Strength and speed training are two crucial things all high school athletes should focus on during the offseason. Showing up and putting in the work day in and day out is important, but the recovery process after a workout is just as important as the work you put in.
At Warren Academy, we offer a variety of youth sports training programs to help young athletes grow and develop. As sports performance experts, we understand the importance of proper recovery for athletes of all sports and ages. Below, we go over why post-workout recovery is important, as well as provide some tips!
Why recovery is important
Building recovery time into any training program is important because that is the time the body will adapt to the stress of exercise. Recovery will allow the body to replenish energy stores and repair damaged tissues. Exercise or any other physical work causes changes in the body, such as muscle tissue breakdown, the depletion of energy stores as well as fluid loss.
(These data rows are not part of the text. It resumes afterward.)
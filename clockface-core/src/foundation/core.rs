use crate::foundation::error::{ClockfaceError, ClockfaceResult};

pub use kurbo::{Point, Vec2};

/// Absolute 0-based index of an output frame.
#[derive(Clone, Copy, Debug, PartialEq, Eq, PartialOrd, Ord, Hash)]
pub struct FrameIndex(pub u64);

/// Frames-per-second represented as a rational `num/den`.
#[derive(Clone, Copy, Debug, PartialEq, Eq, serde::Serialize, serde::Deserialize)]
pub struct Fps {
    /// Numerator (frames).
    pub num: u32,
    /// Denominator (seconds), must be non-zero.
    pub den: u32, // must be > 0
}

impl Fps {
    /// Create a validated FPS value.
    pub fn new(num: u32, den: u32) -> ClockfaceResult<Self> {
        if den == 0 {
            return Err(ClockfaceError::validation("Fps den must be > 0"));
        }
        if num == 0 {
            return Err(ClockfaceError::validation("Fps num must be > 0"));
        }
        Ok(Self { num, den })
    }

    /// Whole-number frame rate, e.g. `Fps::whole(30)`.
    pub fn whole(num: u32) -> ClockfaceResult<Self> {
        Self::new(num, 1)
    }

    /// Re-check the invariants of a value that bypassed [`Fps::new`] (e.g. deserialized).
    pub fn validate(self) -> ClockfaceResult<()> {
        Self::new(self.num, self.den).map(|_| ())
    }

    /// Duration of one frame in seconds.
    pub fn frame_duration_secs(self) -> f64 {
        f64::from(self.den) / f64::from(self.num)
    }

    /// Duration of one frame.
    pub fn frame_duration(self) -> std::time::Duration {
        std::time::Duration::from_secs_f64(self.frame_duration_secs())
    }
}

/// Output canvas dimensions in pixels.
#[derive(Clone, Copy, Debug, PartialEq, Eq, serde::Serialize, serde::Deserialize)]
pub struct Canvas {
    /// Width in pixels.
    pub width: u32,
    /// Height in pixels.
    pub height: u32,
}

impl Canvas {
    /// Reject zero-sized canvases.
    pub fn validate(self) -> ClockfaceResult<()> {
        if self.width == 0 || self.height == 0 {
            return Err(ClockfaceError::validation(format!(
                "canvas must be non-empty, got {}x{}",
                self.width, self.height
            )));
        }
        Ok(())
    }
}

#[cfg(test)]
#[path = "../../tests/unit/foundation/core.rs"]
mod tests;
use std::sync::Arc;

use anyhow::Context as _;

use crate::{
    foundation::{
        core::Canvas,
        error::{ClockfaceError, ClockfaceResult},
    },
    render::frame::FrameRGB,
};

/// Rasterizes SVG documents of a fixed size into opaque frames.
///
/// Holds the parse options so the system font database is scanned once per run.
pub struct SvgRasterizer {
    canvas: Canvas,
    options: usvg::Options<'static>,
}

impl SvgRasterizer {
    /// Build a rasterizer with the system fonts loaded.
    pub fn new(canvas: Canvas) -> ClockfaceResult<Self> {
        canvas.validate()?;
        let mut db = usvg::fontdb::Database::new();
        db.load_system_fonts();
        tracing::debug!(faces = db.len(), "loaded system fonts");
        Ok(Self::with_fontdb(canvas, Arc::new(db)))
    }

    /// Build a rasterizer over an existing font database.
    ///
    /// Text whose family is not installed falls back to the generic sans-serif, serif and
    /// monospace faces, then to any face in the database.
    pub fn with_fontdb(canvas: Canvas, fontdb: Arc<usvg::fontdb::Database>) -> Self {
        let options = usvg::Options {
            fontdb,
            font_resolver: numeral_font_resolver(),
            ..Default::default()
        };
        Self { canvas, options }
    }

    /// Parse `svg` and render it scaled to the canvas.
    pub fn render(&self, svg: &str) -> ClockfaceResult<FrameRGB> {
        let tree = usvg::Tree::from_str(svg, &self.options).context("parse clock svg")?;

        let (width, height) = (self.canvas.width, self.canvas.height);
        let mut pixmap = resvg::tiny_skia::Pixmap::new(width, height)
            .ok_or_else(|| ClockfaceError::render("failed to allocate clock pixmap"))?;
        let sx = (width as f32) / tree.size().width();
        let sy = (height as f32) / tree.size().height();
        let xform = resvg::tiny_skia::Transform::from_scale(sx, sy);
        resvg::render(&tree, xform, &mut pixmap.as_mut());

        // Premultiplied RGBA; the document paints an opaque background first, so dropping alpha
        // is exact.
        let mut data = Vec::with_capacity(width as usize * height as usize * 3);
        for px in pixmap.data().chunks_exact(4) {
            data.extend_from_slice(&px[..3]);
        }
        FrameRGB::new(width, height, data)
    }
}

fn numeral_font_resolver() -> usvg::FontResolver<'static> {
    use usvg::fontdb::{Family, Query, Stretch, Style, Weight};

    usvg::FontResolver {
        select_font: Box::new(|font, fontdb| {
            let mut families: Vec<Family<'_>> = font
                .families()
                .iter()
                .map(|family| match family {
                    usvg::FontFamily::Serif => Family::Serif,
                    usvg::FontFamily::SansSerif => Family::SansSerif,
                    usvg::FontFamily::Cursive => Family::Cursive,
                    usvg::FontFamily::Fantasy => Family::Fantasy,
                    usvg::FontFamily::Monospace => Family::Monospace,
                    usvg::FontFamily::Named(name) => Family::Name(name),
                })
                .collect();
            families.extend([Family::SansSerif, Family::Serif, Family::Monospace]);

            let stretch = match font.stretch() {
                usvg::FontStretch::UltraCondensed => Stretch::UltraCondensed,
                usvg::FontStretch::ExtraCondensed => Stretch::ExtraCondensed,
                usvg::FontStretch::Condensed => Stretch::Condensed,
                usvg::FontStretch::SemiCondensed => Stretch::SemiCondensed,
                usvg::FontStretch::Normal => Stretch::Normal,
                usvg::FontStretch::SemiExpanded => Stretch::SemiExpanded,
                usvg::FontStretch::Expanded => Stretch::Expanded,
                usvg::FontStretch::ExtraExpanded => Stretch::ExtraExpanded,
                usvg::FontStretch::UltraExpanded => Stretch::UltraExpanded,
            };
            let style = match font.style() {
                usvg::FontStyle::Normal => Style::Normal,
                usvg::FontStyle::Italic => Style::Italic,
                usvg::FontStyle::Oblique => Style::Oblique,
            };

            let query = Query {
                families: &families,
                weight: Weight(font.weight()),
                stretch,
                style,
            };
            // Generic names map to fixed families (e.g. Arial) that may be missing.
            fontdb
                .query(&query)
                .or_else(|| fontdb.faces().next().map(|face| face.id))
        }),
        select_fallback: usvg::FontResolver::default_fallback_selector(),
    }
}

#[cfg(test)]
#[path = "../../tests/unit/clock/raster.rs"]
mod tests;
Without recovery time to repair and replenish, the body will break down from intensive exercise. In general, it takes your body almost two weeks of non-activity before you start losing a noticeable amount of your progress or performance level. Don’t think your day off from training will set you back.
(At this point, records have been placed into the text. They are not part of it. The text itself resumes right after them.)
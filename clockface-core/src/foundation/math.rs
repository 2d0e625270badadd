/// Position `i` inside a cyclic sequence of `len` entries.
///
/// `len` must be non-zero; callers validate sequence lengths up front.
#[inline]
pub(crate) fn cyclic_index(i: u64, len: usize) -> usize {
    debug_assert!(len > 0, "cyclic_index on empty sequence");
    (i % len as u64) as usize
}

/// `n` evenly spaced samples over `[start, end]`, both ends included.
pub(crate) fn linspace(start: f64, end: f64, n: usize) -> Vec<f64> {
    match n {
        0 => Vec::new(),
        1 => vec![start],
        _ => {
            let step = (end - start) / (n - 1) as f64;
            (0..n)
                .map(|i| if i == n - 1 { end } else { start + step * i as f64 })
                .collect()
        }
    }
}

/// Floating-point modulo that always lands in `[0, m)`.
#[inline]
pub(crate) fn rem_euclid_f64(x: f64, m: f64) -> f64 {
    let r = x.rem_euclid(m);
    // rem_euclid can round up to exactly `m` for tiny negative inputs.
    if r >= m { 0.0 } else { r }
}

/// Convert a normalized channel value to u8 with round-to-nearest.
#[inline]
pub(crate) fn unorm_to_u8(v: f32) -> u8 {
    (v.clamp(0.0, 1.0) * 255.0).round() as u8
}

#[cfg(test)]
#[path = "../../tests/unit/foundation/math.rs"]
mod tests;
//! Frame buffers and the 3D drawing surface.
//!
//! [`surface::DrawSurface`] is the seam between the overlay loop and a rasterizer. The bundled
//! [`surface::SoftwareSurface`] renders on the CPU so no window or GPU context is needed.

/// Opaque RGB output frames.
pub mod frame;
/// Drawing surface trait and CPU rasterizer.
pub mod surface;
Post-workout recovery tips
The number one thing athletes should do after a hard workout is hydrate. Athletes can lose a lot of water through sweat while exercising, which can lead to dehydration if those fluids aren’t replenished. Drinking water or a low-sugar sports drink that is high in electrolytes will help your body rehydrate and recover.
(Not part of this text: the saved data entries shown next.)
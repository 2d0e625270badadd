//! Run configuration for the three pipelines.
//!
//! Every struct deserializes from JSON with `#[serde(default)]`, so a config file only needs the
//! fields it changes. Call `validate()` before running.

use std::path::{Path, PathBuf};

use anyhow::Context as _;
use serde::{Deserialize, Serialize, de::DeserializeOwned};

use crate::{
    encode::OutputTargets,
    foundation::{
        color::Rgb8,
        core::{Canvas, Fps},
        error::{ClockfaceError, ClockfaceResult},
    },
};

/// Direction the dial is numbered and the hands sweep.
#[derive(Clone, Copy, Debug, Default, PartialEq, Eq, Serialize, Deserialize)]
#[serde(rename_all = "snake_case")]
pub enum Direction {
    /// 12 → 1 → 2 going right from the top.
    #[default]
    Clockwise,
    /// 12 → 1 → 2 going left from the top.
    CounterClockwise,
}

impl Direction {
    /// File stem used for default outputs.
    pub fn output_stem(self) -> &'static str {
        match self {
            Self::Clockwise => "clockwise",
            Self::CounterClockwise => "counter_clockwise",
        }
    }

    /// Default hand speed multiplier for this variant.
    pub fn default_speed(self) -> f64 {
        match self {
            Self::Clockwise => 2.0,
            Self::CounterClockwise => 1.0,
        }
    }
}

/// Length (dial units), stroke width (points) and colour of one clock hand.
#[derive(Clone, Copy, Debug, PartialEq, Serialize, Deserialize)]
pub struct HandStyle {
    /// Distance from the centre to the tip, in dial units.
    pub length: f64,
    /// Stroke width in points.
    pub width_pt: f64,
    /// Stroke colour.
    pub color: Rgb8,
}

/// Clock-face animator settings.
///
/// Radii and lengths are in dial units: `dial_radius` units span the radius of the drawn dial.
#[derive(Clone, Debug, PartialEq, Serialize, Deserialize)]
#[serde(default)]
pub struct ClockConfig {
    /// Output frame size in pixels.
    pub canvas: Canvas,
    /// Dots per inch; converts point sizes to pixels.
    pub dpi: f64,
    /// Data radius at the dial edge.
    pub dial_radius: f64,
    /// Dial diameter as a fraction of the shorter canvas side.
    pub dial_fill: f64,
    /// Colour outside the dial.
    pub figure_background: Rgb8,
    /// Colour inside the dial.
    pub face_background: Rgb8,
    /// Colour of the ring and ticks.
    pub line_color: Rgb8,
    /// Stroke width of the ring and ticks, in points.
    pub line_width_pt: f64,
    /// Radius of the outer ring; ticks point inward from it.
    pub ring_radius: f64,
    /// Length of the hour ticks.
    pub major_tick_length: f64,
    /// Spacing of minor ticks on the 12-unit dial scale.
    pub minor_tick_step: f64,
    /// Length of the minor ticks.
    pub minor_tick_length: f64,
    /// Radius the hour numerals are centred on.
    pub numeral_radius: f64,
    /// Numeral font size in points.
    pub numeral_size_pt: f64,
    /// Numeral colour.
    pub numeral_color: Rgb8,
    /// Numeral font family (any CSS generic or installed family name).
    pub font_family: String,
    /// Hour hand style.
    pub hour_hand: HandStyle,
    /// Minute hand style.
    pub minute_hand: HandStyle,
    /// Second hand style.
    pub second_hand: HandStyle,
    /// Number of frames rendered.
    pub frames: u64,
    /// Output frame rate.
    pub fps: Fps,
    /// Dial units the second hand advances per frame.
    pub speed: f64,
    /// Numbering and sweep direction.
    pub direction: Direction,
    /// Encoded artifacts.
    pub outputs: OutputTargets,
    /// Optional PNG of the first frame.
    pub preview: Option<PathBuf>,
}

impl ClockConfig {
    /// Defaults for one direction variant, including its speed and output names.
    pub fn for_direction(direction: Direction) -> Self {
        Self {
            canvas: Canvas {
                width: 600,
                height: 600,
            },
            dpi: 100.0,
            dial_radius: 110.0,
            dial_fill: 0.77,
            figure_background: Rgb8::new(0xff, 0xff, 0xff),
            face_background: Rgb8::new(0xf0, 0xf0, 0xf0),
            line_color: Rgb8::new(0x00, 0x00, 0x00),
            line_width_pt: 0.5,
            ring_radius: 100.0,
            major_tick_length: 2.0,
            minor_tick_step: 0.2,
            minor_tick_length: 1.0,
            numeral_radius: 93.0,
            numeral_size_pt: 15.0,
            numeral_color: Rgb8::new(0x00, 0x00, 0x8b),
            font_family: "sans-serif".to_string(),
            hour_hand: HandStyle {
                length: 40.0,
                width_pt: 4.0,
                color: Rgb8::new(0x00, 0x64, 0x00),
            },
            minute_hand: HandStyle {
                length: 70.0,
                width_pt: 2.0,
                color: Rgb8::new(0x80, 0x00, 0x80),
            },
            second_hand: HandStyle {
                length: 80.0,
                width_pt: 1.0,
                color: Rgb8::new(0xff, 0xa5, 0x00),
            },
            frames: 60,
            fps: Fps { num: 10, den: 1 },
            speed: direction.default_speed(),
            direction,
            outputs: OutputTargets::with_stem(direction.output_stem()),
            preview: None,
        }
    }

    /// Reject values the renderer cannot honour.
    pub fn validate(&self) -> ClockfaceResult<()> {
        self.canvas.validate()?;
        self.fps.validate()?;
        if self.frames == 0 {
            return Err(ClockfaceError::validation("clock frames must be > 0"));
        }
        positive("dpi", self.dpi)?;
        positive("dial_radius", self.dial_radius)?;
        positive("minor_tick_step", self.minor_tick_step)?;
        if !(self.dial_fill > 0.0 && self.dial_fill <= 1.0) {
            return Err(ClockfaceError::validation("dial_fill must be in (0, 1]"));
        }
        if !self.speed.is_finite() {
            return Err(ClockfaceError::validation("speed must be finite"));
        }
        for (name, hand) in [
            ("hour_hand", &self.hour_hand),
            ("minute_hand", &self.minute_hand),
            ("second_hand", &self.second_hand),
        ] {
            positive(&format!("{name}.length"), hand.length)?;
            positive(&format!("{name}.width_pt"), hand.width_pt)?;
        }
        Ok(())
    }

    /// Load from a JSON file; missing fields take their defaults.
    pub fn from_path(path: &Path) -> ClockfaceResult<Self> {
        read_json(path)
    }
}

impl Default for ClockConfig {
    fn default() -> Self {
        Self::for_direction(Direction::Clockwise)
    }
}

/// 3D overlay renderer settings.
#[derive(Clone, Debug, PartialEq, Serialize, Deserialize)]
#[serde(default)]
pub struct OverlayConfig {
    /// Still image drawn behind the rotating quad; also sets the viewport size.
    pub background: PathBuf,
    /// Animation mapped onto the rotating quad.
    pub clock: PathBuf,
    /// Side length every animation frame is resized to.
    pub overlay_size: u32,
    /// Steps in one full revolution.
    pub rotation_steps: usize,
    /// Hard cap on captured frames.
    pub max_frames: u64,
    /// Capture and output frame rate.
    pub fps: Fps,
    /// Sleep between iterations to hold `fps`; off for batch rendering.
    pub throttle: bool,
    /// Vertical field of view in degrees.
    pub fov_y_deg: f32,
    /// Near clip distance.
    pub near: f32,
    /// Far clip distance.
    pub far: f32,
    /// Distance from the eye to the `z = 0` plane.
    pub camera_distance: f32,
    /// Half side of the background quad.
    pub background_half_extent: f32,
    /// Half side of the rotating quad.
    pub overlay_half_extent: f32,
    /// Colour the surface is cleared to each iteration.
    pub clear_color: Rgb8,
    /// Encoded artifacts.
    pub outputs: OutputTargets,
}

impl Default for OverlayConfig {
    fn default() -> Self {
        Self {
            background: PathBuf::from("old_young.png"),
            clock: PathBuf::from("clockwise.gif"),
            overlay_size: 400,
            rotation_steps: 360,
            max_frames: 360,
            fps: Fps { num: 30, den: 1 },
            throttle: true,
            fov_y_deg: 45.0,
            near: 0.1,
            far: 50.0,
            camera_distance: 5.0,
            background_half_extent: 2.5,
            overlay_half_extent: 1.0,
            clear_color: Rgb8::new(0, 0, 0),
            outputs: OutputTargets::with_stem("3d_clock_overlay"),
        }
    }
}

impl OverlayConfig {
    /// Reject values the renderer cannot honour.
    pub fn validate(&self) -> ClockfaceResult<()> {
        self.fps.validate()?;
        if self.overlay_size == 0 {
            return Err(ClockfaceError::validation("overlay_size must be > 0"));
        }
        if self.rotation_steps == 0 {
            return Err(ClockfaceError::validation("rotation_steps must be > 0"));
        }
        if self.max_frames == 0 {
            return Err(ClockfaceError::validation("max_frames must be > 0"));
        }
        if !(self.fov_y_deg > 0.0 && self.fov_y_deg < 180.0) {
            return Err(ClockfaceError::validation("fov_y_deg must be in (0, 180)"));
        }
        if !(self.near > 0.0 && self.far > self.near) {
            return Err(ClockfaceError::validation(
                "clip planes must satisfy 0 < near < far",
            ));
        }
        positive("camera_distance", f64::from(self.camera_distance))?;
        positive(
            "background_half_extent",
            f64::from(self.background_half_extent),
        )?;
        positive("overlay_half_extent", f64::from(self.overlay_half_extent))?;
        Ok(())
    }

    /// Load from a JSON file; missing fields take their defaults.
    pub fn from_path(path: &Path) -> ClockfaceResult<Self> {
        read_json(path)
    }
}

/// Static compositor settings.
#[derive(Clone, Debug, PartialEq, Serialize, Deserialize)]
#[serde(default)]
pub struct CompositeConfig {
    /// Still image the animation is blended onto.
    pub background: PathBuf,
    /// Animation blended at the centre of the background.
    pub clock: PathBuf,
    /// Side length every animation frame is resized to.
    pub overlay_size: u32,
    /// Number of times the source animation is played back to back.
    pub loops: u32,
    /// Output frame rate.
    pub fps: Fps,
    /// Encoded artifacts.
    pub outputs: OutputTargets,
    /// Optional PNG of the first composited frame.
    pub preview: Option<PathBuf>,
}

impl Default for CompositeConfig {
    fn default() -> Self {
        Self {
            background: PathBuf::from("old_young.png"),
            clock: PathBuf::from("clockwise.gif"),
            overlay_size: 400,
            loops: 2,
            fps: Fps { num: 10, den: 1 },
            outputs: OutputTargets::with_stem("overlay_clock"),
            preview: None,
        }
    }
}

impl CompositeConfig {
    /// Reject values the renderer cannot honour.
    pub fn validate(&self) -> ClockfaceResult<()> {
        self.fps.validate()?;
        if self.overlay_size == 0 {
            return Err(ClockfaceError::validation("overlay_size must be > 0"));
        }
        if self.loops == 0 {
            return Err(ClockfaceError::validation("loops must be > 0"));
        }
        Ok(())
    }

    /// Load from a JSON file; missing fields take their defaults.
    pub fn from_path(path: &Path) -> ClockfaceResult<Self> {
        read_json(path)
    }
}

fn positive(name: &str, v: f64) -> ClockfaceResult<()> {
    if v.is_finite() && v > 0.0 {
        Ok(())
    } else {
        Err(ClockfaceError::validation(format!(
            "{name} must be finite and > 0, got {v}"
        )))
    }
}

fn read_json<T: DeserializeOwned>(path: &Path) -> ClockfaceResult<T> {
    let text = std::fs::read_to_string(path)
        .with_context(|| format!("read config '{}'", path.display()))?;
    serde_json::from_str(&text)
        .map_err(|e| ClockfaceError::serde(format!("config '{}': {e}", path.display())))
}

#[cfg(test)]
#[path = "../tests/unit/config/config.rs"]
mod tests;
Stretching is another thing that is essential to do post-workout to help your body recover. During strength training, your body will produce lactic acid, which is what makes your muscles and your body sore and achy. Stretching is one of the best ways to reduce the amount of lactic acid buildup, which is why it’s essential to do after working out to help your body recover quicker.
What you eat after a workout is another thing that can factor into your recovery. You should strive to eat a lot of protein and anti-inflammatory foods, such as berries and foods that are rich in fiber. All of these nutrients will help your muscles recover properly and quickly, and they reduce the risk of injury moving forward.
Take care of strained muscles
Lastly, it’s important that you are taking care of the muscles that you may have strained. Speaking with your team’s trainer is a great way to make sure you are doing so. They may recommend icing, compressing, stretching and other techniques to make sure those muscles are good to go for the next week of practices and games.
When it comes to high-level sports, it’s important that athletes are doing what they should to take care of themselves. Be mindful of what you are doing to help your body recover is very helpful in keeping you healthy and ready to play.